Two years ago at WWDC Apple quietly introduced the iBeacon as a way to add real world context to smart phone applications.
The iBeacon does exactly what you’d expect, it acts as a beacon, broadcasting a universal unique identifier (UUID) that can be picked up by a phone or other Bluetooth LE device. This identifier can be used to trigger a location-based action, such as generating a push notification on the user’s device. While not providing true indoor location capabilities, the beacons can therefore act as a proximity notification service.
However the beacons are limited, it can’t broadcast arbitrary information, just its UUID and a Major and Minor ID number — together the three numbers uniquely identify the beacon hardware — which must be mapped by your smart phone application to a location associated with that identity.
While there have been some interesting attempts to generate novel use cases for beacon hardware, some less successful than others, for the most part the beacons haven’t been used that much outside retail environments. Despite the intense interest surrounding the iBeacon technology, it hasn’t really gone mainstream.
In part this is because of the Apple’s infamous MFi Program. This is Apple’s licensing program for third party developers and manufacturers wanting to build accessories for the iPhone, while it doesn’t include Bluetooth LE accessories that use standard Bluetooth profiles, it does include HomeKit devices and Apple’s iBeacon technology.

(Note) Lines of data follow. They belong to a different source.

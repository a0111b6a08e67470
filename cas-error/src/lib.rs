//! Contains the common [`ErrorKind`] trait used by all errors to display user-facing error
//! messages.

use ariadne::{Color, Report, Source};
use std::{any::Any, fmt::Debug, ops::Range};

/// The color to use to highlight expressions.
pub const EXPR: Color = Color::RGB(52, 235, 152);

/// Represents any kind of error that can occur during some operation.
pub trait ErrorKind: Debug + Send {
    /// Returns this error kind as [`Any`], so that callers can recover the concrete kind.
    fn as_any(&self) -> &dyn Any;

    /// The message displayed at the top of the error.
    fn message(&self) -> String;

    /// Builds the report for this error.
    ///
    /// Errors are not required to point at any source code. If `spans` is empty, the report is
    /// built without labels.
    fn build_report<'a>(
        &self,
        src_id: &'a str,
        spans: &[Range<usize>],
    ) -> Report<(&'a str, Range<usize>)>;
}

/// An error, optionally associated with regions of source code that can be highlighted.
#[derive(Debug)]
pub struct Error {
    /// The regions of the source code that this error originated from. May be empty.
    pub spans: Vec<Range<usize>>,

    /// The kind of error that occurred.
    pub kind: Box<dyn ErrorKind>,
}

impl Error {
    /// Creates a new error with the given spans and kind.
    pub fn new(spans: Vec<Range<usize>>, kind: impl ErrorKind + 'static) -> Self {
        Self { spans, kind: Box::new(kind) }
    }

    /// Returns the kind of this error as the concrete type `K`, if it is one.
    pub fn kind_as<K: ErrorKind + 'static>(&self) -> Option<&K> {
        self.kind.as_any().downcast_ref::<K>()
    }

    /// Returns true if the kind of this error is of the concrete type `K`.
    pub fn is<K: ErrorKind + 'static>(&self) -> bool {
        self.kind_as::<K>().is_some()
    }

    /// Build a report from this error kind.
    pub fn build_report<'a>(&self, src_id: &'a str) -> Report<(&'a str, Range<usize>)> {
        self.kind.build_report(src_id, &self.spans)
    }

    /// Report this error to stderr, using `input` as the source the spans point into.
    pub fn report_to_stderr(&self, src_id: &str, input: &str) -> std::io::Result<()> {
        self.build_report(src_id).eprint((src_id, Source::from(input)))
    }
}

impl std::fmt::Display for Error {
    fn fmt(&self, f: &mut std::fmt::Formatter<'_>) -> std::fmt::Result {
        write!(f, "{}", self.kind.message())
    }
}

impl std::error::Error for Error {}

Despite this, everything you need to replicate an iBeacon is right out in the open, as it broadcasts all the information you need to reverse engineer the beacon specification. As a result a lot of people sat down and wrote Android libraries to support the standard. However as time moved on, Apple cracked down on these developers and forced them to make changes and remove Android support. They’ve also forced hardware companies to sign up for licenses before distributing beacons — for instance iBeacon support for TI’s SensorTag hardware was yanked by the company soon after it was announced.
This in turn led to various initiatives, such as the AltBeacon standard from Radius Networks. However all of these basically copied the iBeacon, Eddystone — named after the Eddystone Lighthouse off the coast of Devon in England — does something different.

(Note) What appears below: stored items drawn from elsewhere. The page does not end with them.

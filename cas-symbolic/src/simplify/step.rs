#[cfg(feature = "serde")]
use serde::{Deserialize, Serialize};

/// Possible simplification steps.
#[derive(Debug, Clone, Copy, PartialEq, Eq)]
#[cfg_attr(feature = "serde", derive(Serialize, Deserialize))]
pub enum Step {
    /// `x = 3` when `x` is known to be `3`
    SubstituteKnown,

    /// `2+3 = 5`
    /// `2*3 = 6`
    FoldConstants,

    /// `a+(b+c) = a+b+c`
    /// `a*(b*c) = a*b*c`
    Flatten,

    /// `0+a = a`
    /// `a+0 = a`
    AddZero,

    /// `a+a = 2a`
    /// `a+a+a = 3a`
    /// `2a+3a = 5a`
    /// etc.
    CombineLikeTerms,

    /// `2a+(-2)a = 0`
    CancelTerms,

    /// `0*a = 0`
    /// `a*0 = 0`
    MultiplyZero,

    /// `1*a = a`
    /// `a*1 = a`
    MultiplyOne,
}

Eddystone is cross-platform, and open source, distributed under the Apache v2.0 license. While support is built into Google Play Services’ Nearby API on Android, it also has library support for iOS.

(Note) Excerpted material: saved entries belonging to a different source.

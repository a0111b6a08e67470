//! Flattening of nested operators into a numeric part and a symbolic part.

use cas_error::Error;
use crate::expr::{Expr, Op, OpKind, Primary};
use crate::knowns::Knowns;
use crate::step_collector::StepCollector;
use super::{simplify_with, step::Step};

/// The result of [splitting](split) an operator.
#[derive(Debug, Clone, PartialEq)]
pub struct Split {
    /// The fold of every constant argument, starting from the operator's identity element: the
    /// sum of the constant terms of an [`OpKind::Add`], or the product of the constant factors
    /// of an [`OpKind::Mul`].
    pub numeric: f64,

    /// The remaining symbolic arguments, simplified, in order of appearance.
    pub symbolic: Vec<Expr>,

    /// The number of constants that were folded into `numeric`.
    pub folded: usize,
}

impl Split {
    /// Creates an empty split for the given operator.
    fn identity(kind: OpKind) -> Self {
        Self {
            numeric: kind.identity(),
            symbolic: Vec::new(),
            folded: 0,
        }
    }

    /// Folds a constant into the numeric part.
    fn fold(&mut self, kind: OpKind, value: f64) {
        self.numeric = kind.fold(self.numeric, value);
        self.folded += 1;
    }

    /// Merges the split of a nested operator of the same kind into this one.
    fn merge(&mut self, kind: OpKind, other: Split) {
        self.numeric = kind.fold(self.numeric, other.numeric);
        self.symbolic.extend(other.symbolic);
        self.folded += other.folded;
    }

    /// Adds one argument of an operator of the given kind to the split, simplifying it first.
    fn absorb(
        &mut self,
        kind: OpKind,
        arg: &Expr,
        knowns: &Knowns,
        step_collector: &mut dyn StepCollector<Step>,
    ) -> Result<(), Error> {
        match arg {
            Expr::Primary(Primary::Constant(value)) => self.fold(kind, *value),
            Expr::Op(op) if op.kind() == kind => {
                step_collector.push(Step::Flatten);
                self.merge(kind, split(op, knowns, step_collector)?);
            },
            _ => {
                // an argument can simplify into a constant or into the same kind of operator,
                // e.g. a known variable, or `1*(a+b)` inside of a sum
                let simplified = simplify_with(arg, knowns, step_collector)?;
                self.absorb_simplified(kind, simplified, knowns, step_collector)?;
            },
        }

        Ok(())
    }

    /// Adds one argument that is already simplified to the split.
    ///
    /// A simplified operator of the same kind only has simplified arguments, so it is flattened
    /// with [`split_simplified`] instead of being simplified again.
    fn absorb_simplified(
        &mut self,
        kind: OpKind,
        arg: Expr,
        knowns: &Knowns,
        step_collector: &mut dyn StepCollector<Step>,
    ) -> Result<(), Error> {
        match arg {
            Expr::Primary(Primary::Constant(value)) => self.fold(kind, value),
            Expr::Op(op) if op.kind() == kind => {
                step_collector.push(Step::Flatten);
                self.merge(kind, split_simplified(&op, &op, knowns, step_collector)?);
            },
            other => self.symbolic.push(other),
        }

        Ok(())
    }
}

/// Splits an operator into the fold of its constant arguments and the list of its symbolic
/// arguments.
///
/// Only operators of the same kind are flattened: splitting `2 + x + (3 + y*(1 + z))` gives
/// the numeric part `5`, and the symbolic part `[x, y*(1 + z)]`. Symbolic arguments are
/// simplified before being added to the list, so operators of another kind are only
/// simplified, not split.
pub fn split(
    op: &Op,
    knowns: &Knowns,
    step_collector: &mut dyn StepCollector<Step>,
) -> Result<Split, Error> {
    let kind = op.kind();
    let mut split = Split::identity(kind);
    for arg in op.args() {
        split.absorb(kind, arg, knowns, step_collector)?;
    }
    Ok(split)
}

/// Splits an operator whose arguments were already simplified.
///
/// `original` is the operator as it was before [`simplify_args`](super::simplify_args)
/// produced `simplified` from it. Arguments that were operators of the same kind in
/// `original` were deferred, and are split (and simplified) here. Every other argument of
/// `simplified` is taken as-is. To split an operator that is the result of a simplification,
/// pass it as both `original` and `simplified`.
pub(crate) fn split_simplified(
    original: &Op,
    simplified: &Op,
    knowns: &Knowns,
    step_collector: &mut dyn StepCollector<Step>,
) -> Result<Split, Error> {
    let kind = simplified.kind();
    let mut split = Split::identity(kind);
    for (before, after) in original.args().iter().zip(simplified.args()) {
        if before.as_op_of(kind).is_some() {
            split.absorb(kind, after, knowns, step_collector)?;
        } else {
            split.absorb_simplified(kind, after.clone(), knowns, step_collector)?;
        }
    }
    Ok(split)
}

Perhaps more interestingly, it doesn’t work quite the same way as Apple’s iBeacon. Instead of just advertising a unique identifier, Eddystone also offers a second type of advertisement, a URL. Effectively, Google have created a broadcast version of the QR code, one at which you don’t have to point your phone, but instead one which can be passively consumed by everyone within range of the beacon.
The URL frame type is a lot more flexible than the unique identity, because instead of being a pointer to a back end database, uninterpretable by anyone except the company — and the app — that the beacon is associated with, a URL can be interpreted by any piece of software that can see the beacon.
But unlike Google’s previous attempt at a beacon standard, their Physical Web project, it doesn’t just advertise the URL frame. Alongside the UUID and URL frames, Google’s Eddystone can also be configured to broadcast two other types of information, an Ephemeral Identifier (EID) and a telemetry stream.
Information about these last two frame types is still a little bit thin on the ground, however the telemetry stream is supposed to help companies deploy a large number of beacons and then find,
Despite it being incompatible with Apple’s iBeacon, hardware manufacturers like Radius Network, bluvision and Estimote have rushed to support the new standard, and it’s going to be interesting to watch how this develops. Especially as the security implications of URL broadcast are more severe than broadcasting simple unique identifiers, and in the past some manufacturers’ beacons haven’t been that hard to reverse engineer and modify.